What you should do :: Transcription of the full listing is required, character for character.

Given data ::
_ _ _ _ _ _ _
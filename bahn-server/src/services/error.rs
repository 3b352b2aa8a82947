//! Service error types.

use chrono::NaiveDate;

use crate::domain::{Ds100, TrainNumber, TrainType};
use crate::store::StoreError;

/// Errors raised by the core services.
#[derive(Debug, thiserror::Error)]
pub enum ServiceError {
    /// No station matched an exact-key lookup
    #[error("station not found: {0}")]
    StationNotFound(String),

    /// No journey of the train starts on the requested day
    #[error("journey not found: {train_type} {train_number} on {date}")]
    JourneyNotFound {
        train_type: TrainType,
        train_number: TrainNumber,
        date: NaiveDate,
    },

    /// A stop references a detail that does not exist
    #[error("stop detail not found: {0}")]
    StopDetailNotFound(String),

    /// The reference station is not served by the journey
    #[error("reference station {0} not in journey")]
    ReferenceStationNotInJourney(Ds100),

    /// The reference stop has neither an arrival nor a departure
    #[error("reference stop at {0} has no arrival or departure time")]
    ReferenceStopWithoutTime(Ds100),

    /// The station snapshot has not been loaded yet
    #[error("station snapshot unavailable")]
    SnapshotUnavailable,

    /// An aggregation invariant was violated
    #[error("inconsistent state: {0}")]
    InconsistentState(String),

    /// The background connection build has not finished
    #[error("not ready: {0}")]
    NotReady(String),

    /// Storage failure
    #[error(transparent)]
    Store(#[from] StoreError),
}

impl ServiceError {
    /// Whether this error means the requested entity does not exist.
    pub fn is_not_found(&self) -> bool {
        matches!(
            self,
            ServiceError::StationNotFound(_)
                | ServiceError::JourneyNotFound { .. }
                | ServiceError::StopDetailNotFound(_)
                | ServiceError::ReferenceStationNotInJourney(_)
                | ServiceError::ReferenceStopWithoutTime(_)
                | ServiceError::SnapshotUnavailable
        )
    }
}

#[cfg(test)]
mod tests {
    use super::*;

    #[test]
    fn error_display() {
        let err = ServiceError::StationNotFound("DS100 XX".into());
        assert_eq!(err.to_string(), "station not found: DS100 XX");

        let err = ServiceError::JourneyNotFound {
            train_type: TrainType::parse("ICE").unwrap(),
            train_number: 599,
            date: NaiveDate::from_ymd_opt(2024, 3, 15).unwrap(),
        };
        assert_eq!(err.to_string(), "journey not found: ICE 599 on 2024-03-15");

        let err = ServiceError::ReferenceStationNotInJourney(Ds100::parse("FF").unwrap());
        assert_eq!(err.to_string(), "reference station FF not in journey");

        let err = ServiceError::NotReady("Processing station 3/10".into());
        assert_eq!(err.to_string(), "not ready: Processing station 3/10");
    }

    #[test]
    fn not_found_classification() {
        assert!(ServiceError::StationNotFound("x".into()).is_not_found());
        assert!(ServiceError::SnapshotUnavailable.is_not_found());
        assert!(!ServiceError::InconsistentState("x".into()).is_not_found());
        assert!(!ServiceError::NotReady("x".into()).is_not_found());
    }
}
//! Domain types for the rail network service.
//!
//! Value types validate their input at construction time, so code that
//! receives an `Eva`, `Ds100` or `TrainType` can trust it.

mod connection;
pub mod distance;
mod itinerary;
mod journey;
mod station;
mod stop;
pub mod time;

pub use connection::{Connection, ConnectionGraph, NeighborConnection, StationConnections};
pub use itinerary::{ApiStop, Destination, Itinerary, Origin, delay_minutes};
pub use journey::{
    InvalidTrainNumber, InvalidTrainType, Journey, JourneyKey, TrainNumber, TrainType,
    parse_train_number,
};
pub use station::{Ds100, Eva, InvalidDs100, InvalidEva, Location, Station};
pub use stop::{ObservedStop, Stop, StopDetail, StopStatus, StopTimes, UnknownStopStatus};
_ _ _ _ _ _ _
Output below ::
filename bahn-server/src/services/error.rs
repository 3b352b2aa8a82947
//! Service error types.

use chrono::NaiveDate;

use crate::domain::{Ds100, TrainNumber, TrainType};
use crate::store::StoreError;

/// Errors raised by the core services.
#[derive(Debug, thiserror::Error)]
pub enum ServiceError {
    /// No station matched an exact-key lookup
    #[error("station not found: {0}")]
    StationNotFound(String),

    /// No journey of the train starts on the requested day
    #[error("journey not found: {train_type} {train_number} on {date}")]
    JourneyNotFound {
        train_type: TrainType,
        train_number: TrainNumber,
        date: NaiveDate,
    },

    /// A stop references a detail that does not exist
    #[error("stop detail not found: {0}")]
    StopDetailNotFound(String),

    /// The reference station is not served by the journey
    #[error("reference station {0} not in journey")]
    ReferenceStationNotInJourney(Ds100),

    /// The reference stop has neither an arrival nor a departure
    #[error("reference stop at {0} has no arrival or departure time")]
    ReferenceStopWithoutTime(Ds100),

    /// The station snapshot has not been loaded yet
    #[error("station snapshot unavailable")]
    SnapshotUnavailable,

    /// An aggregation invariant was violated
    #[error("inconsistent state: {0}")]
    InconsistentState(String),

    /// The background connection build has not finished
    #[error("not ready: {0}")]
    NotReady(String),

    /// Storage failure
    #[error(transparent)]
    Store(#[from] StoreError),
}

impl ServiceError {
    /// Whether this error means the requested entity does not exist.
    pub fn is_not_found(&self) -> bool {
        matches!(
            self,
            ServiceError::StationNotFound(_)
                | ServiceError::JourneyNotFound { .. }
                | ServiceError::StopDetailNotFound(_)
                | ServiceError::ReferenceStationNotInJourney(_)
                | ServiceError::ReferenceStopWithoutTime(_)
                | ServiceError::SnapshotUnavailable
        )
    }
}

#[cfg(test)]
mod tests {
    use super::*;

    #[test]
    fn error_display() {
        let err = ServiceError::StationNotFound("DS100 XX".into());
        assert_eq!(err.to_string(), "station not found: DS100 XX");

        let err = ServiceError::JourneyNotFound {
            train_type: TrainType::parse("ICE").unwrap(),
            train_number: 599,
            date: NaiveDate::from_ymd_opt(2024, 3, 15).unwrap(),
        };
        assert_eq!(err.to_string(), "journey not found: ICE 599 on 2024-03-15");

        let err = ServiceError::ReferenceStationNotInJourney(Ds100::parse("FF").unwrap());
        assert_eq!(err.to_string(), "reference station FF not in journey");

        let err = ServiceError::NotReady("Processing station 3/10".into());
        assert_eq!(err.to_string(), "not ready: Processing station 3/10");
    }

    #[test]
    fn not_found_classification() {
        assert!(ServiceError::StationNotFound("x".into()).is_not_found());
        assert!(ServiceError::SnapshotUnavailable.is_not_found());
        assert!(!ServiceError::InconsistentState("x".into()).is_not_found());
        assert!(!ServiceError::NotReady("x".into()).is_not_found());
    }
}
//! Domain types for the rail network service.
//!
//! Value types validate their input at construction time, so code that
//! receives an `Eva`, `Ds100` or `TrainType` can trust it.

mod connection;
pub mod distance;
mod itinerary;
mod journey;
mod station;
mod stop;
pub mod time;

pub use connection::{Connection, ConnectionGraph, NeighborConnection, StationConnections};
pub use itinerary::{ApiStop, Destination, Itinerary, Origin, delay_minutes};
pub use journey::{
    InvalidTrainNumber, InvalidTrainType, Journey, JourneyKey, TrainNumber, TrainType,
    parse_train_number,
};
pub use station::{Ds100, Eva, InvalidDs100, InvalidEva, Location, Station};
pub use stop::{ObservedStop, Stop, StopDetail, StopStatus, StopTimes, UnknownStopStatus};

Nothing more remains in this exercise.